Spring 2024 Symposium: Alison Sanders, PhD

Metal Mixtures and Developmental Kidney Function

Alison Sanders, PhD

Assistant Professor
Department of Environmental and Occupational Health 

University of Pittsburgh School of Public Health

She/Her/Hers

Profile

Description: The pregnant kidney and developing kidney are uniquely susceptible to environmental exposures compared to the mature adult kidney. Environmental exposure to nephrotoxicants (e.g., metals, air pollution and endocrine disrupting chemicals) in the periconceptional and prenatal periods may alter structure and functional changes. Exposures to environmental chemicals may be preventable and represent potentially intervenable risk factors to preserve kidney health. This talk will highlight exposures to metal mixtures common among U.S. populations, dose-response applications of mixtures in toxicological models, and potential applications of the joint epidemiologic and toxicologic findings for risk assessment among pregnant populations.

About the speaker: Dr. Alison Sanders is Assistant Professor and Vice Chair of Research in the Department of Environmental and Occupational Health at the University of Pittsburgh School of Public Health.
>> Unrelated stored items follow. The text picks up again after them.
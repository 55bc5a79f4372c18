use serde_json::{Map, Value};
use thiserror::Error;

pub const TEXT_NODE: &str = "text";
pub const MENTION_NODE: &str = "mention";

const BLOCK_NODES: &[&str] = &[
    "paragraph",
    "heading",
    "blockquote",
    "codeBlock",
    "listItem",
    "taskItem",
];
const HARD_BREAK_NODE: &str = "hardBreak";

#[derive(Debug, Error)]
pub enum ParseError {
    #[error("body is not valid JSON: {0}")]
    Json(#[from] serde_json::Error),
    #[error("expected an object node at {path}")]
    NotAnObject { path: String },
    #[error("node at {path} has no type")]
    MissingType { path: String },
    #[error("node at {path} has content that is not an array")]
    InvalidContent { path: String },
}

/// One node of an editor document.
///
/// Only `Mention` nodes reference members. Text that merely looks like
/// `@someone` stays a `Text` node.
#[derive(Debug, Clone, PartialEq, Eq)]
pub enum Node {
    Text(String),
    Mention {
        id: Option<String>,
        label: Option<String>,
    },
    Element {
        kind: String,
        children: Vec<Node>,
    },
}

pub trait Visitor {
    fn text(&mut self, _text: &str) {}
    fn mention(&mut self, _id: Option<&str>, _label: Option<&str>) {}
    fn enter(&mut self, _kind: &str) {}
    fn leave(&mut self, _kind: &str) {}
}

impl Node {
    pub fn walk<V: Visitor + ?Sized>(&self, visitor: &mut V) {
        match self {
            Node::Text(text) => visitor.text(text),
            Node::Mention { id, label } => visitor.mention(id.as_deref(), label.as_deref()),
            Node::Element { kind, children } => {
                visitor.enter(kind);
                for child in children {
                    child.walk(visitor);
                }
                visitor.leave(kind);
            }
        }
    }

    fn from_value(value: &Value, path: &str) -> Result<Self, ParseError> {
        let object = value.as_object().ok_or_else(|| ParseError::NotAnObject {
            path: path.to_string(),
        })?;
        let kind = object
            .get("type")
            .and_then(Value::as_str)
            .ok_or_else(|| ParseError::MissingType {
                path: path.to_string(),
            })?;

        match kind {
            TEXT_NODE => Ok(Node::Text(
                object
                    .get("text")
                    .and_then(Value::as_str)
                    .unwrap_or_default()
                    .to_string(),
            )),
            MENTION_NODE => Ok(Self::mention_from_attrs(object)),
            _ => {
                let children = match object.get("content") {
                    None | Some(Value::Null) => Vec::new(),
                    Some(Value::Array(items)) => items
                        .iter()
                        .enumerate()
                        .map(|(index, item)| {
                            Node::from_value(item, &format!("{path}.content[{index}]"))
                        })
                        .collect::<Result<Vec<_>, _>>()?,
                    Some(_) => {
                        return Err(ParseError::InvalidContent {
                            path: path.to_string(),
                        });
                    }
                };
                Ok(Node::Element {
                    kind: kind.to_string(),
                    children,
                })
            }
        }
    }

    fn mention_from_attrs(object: &Map<String, Value>) -> Self {
        let attrs = object.get("attrs").and_then(Value::as_object);
        let attr = |name: &str| {
            attrs
                .and_then(|attrs| attrs.get(name))
                .and_then(Value::as_str)
                .map(str::trim)
                .filter(|value| !value.is_empty())
                .map(str::to_string)
        };
        Node::Mention {
            id: attr("id"),
            label: attr("label"),
        }
    }
}

/// A parsed rich-text body.
#[derive(Debug, Clone, PartialEq, Eq)]
pub struct Document {
    root: Node,
}

impl Document {
    pub fn parse(body: &str) -> Result<Self, ParseError> {
        let value: Value = serde_json::from_str(body)?;
        Self::from_value(&value)
    }

    pub fn from_value(value: &Value) -> Result<Self, ParseError> {
        Ok(Self {
            root: Node::from_value(value, "$")?,
        })
    }

    pub fn root(&self) -> &Node {
        &self.root
    }

    pub fn walk<V: Visitor + ?Sized>(&self, visitor: &mut V) {
        self.root.walk(visitor);
    }

    /// Renders the document as plain text, mentions as `@label`.
    pub fn plain_text(&self) -> String {
        let mut renderer = PlainText::default();
        self.walk(&mut renderer);
        renderer.finish()
    }
}

#[derive(Default)]
struct PlainText {
    out: String,
}

impl PlainText {
    fn finish(self) -> String {
        self.out.trim_end().to_string()
    }
}

impl Visitor for PlainText {
    fn text(&mut self, text: &str) {
        self.out.push_str(text);
    }

    fn mention(&mut self, id: Option<&str>, label: Option<&str>) {
        if let Some(shown) = label.or(id) {
            self.out.push('@');
            self.out.push_str(shown);
        }
    }

    fn enter(&mut self, kind: &str) {
        if kind == HARD_BREAK_NODE {
            self.out.push('\n');
        }
    }

    fn leave(&mut self, kind: &str) {
        if BLOCK_NODES.contains(&kind) {
            self.out.push('\n');
        }
    }
}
Dr. Sanders earned her PhD in Environmental Sciences and Engineering from the University of North Carolina at Chapel Hill, an MS in Civil and Environmental Engineering at the University of Wisconsin – Madison and a BS in Biomedical Engineering from the University of Virginia. She completed postdoctoral work at the Icahn School of Medicine at Mount Sinai where she held her first faculty position jointly in the Department of Pediatrics as well as Environmental Medicine and Public Health.  At the University of Pittsburgh, Dr. Sanders directs the laboratory for Environmental Nephrotoxicology and Molecular Epidemiology and her research program employs molecular epidemiology, toxicological, and computational approaches to investigate the effects of environmental exposures and their mixtures that may predispose susceptible populations including pregnant women and children to poor kidney function, chronic kidney disease (CKD) or CKD of unknown origin (CKDu). Dr. Sanders’ work is funded in part by the NIEHS and NIDDK. In addition to her commitment to toxicology and environmental health research, Dr. Sanders is a certified professional coach from Duquesne University (2023). She has founded, developed, and directed training and education programs for postdoctoral fellows, graduate students, undergraduates, and 5th graders, and has a strong commitment to fostering professional and career development of early career scientists.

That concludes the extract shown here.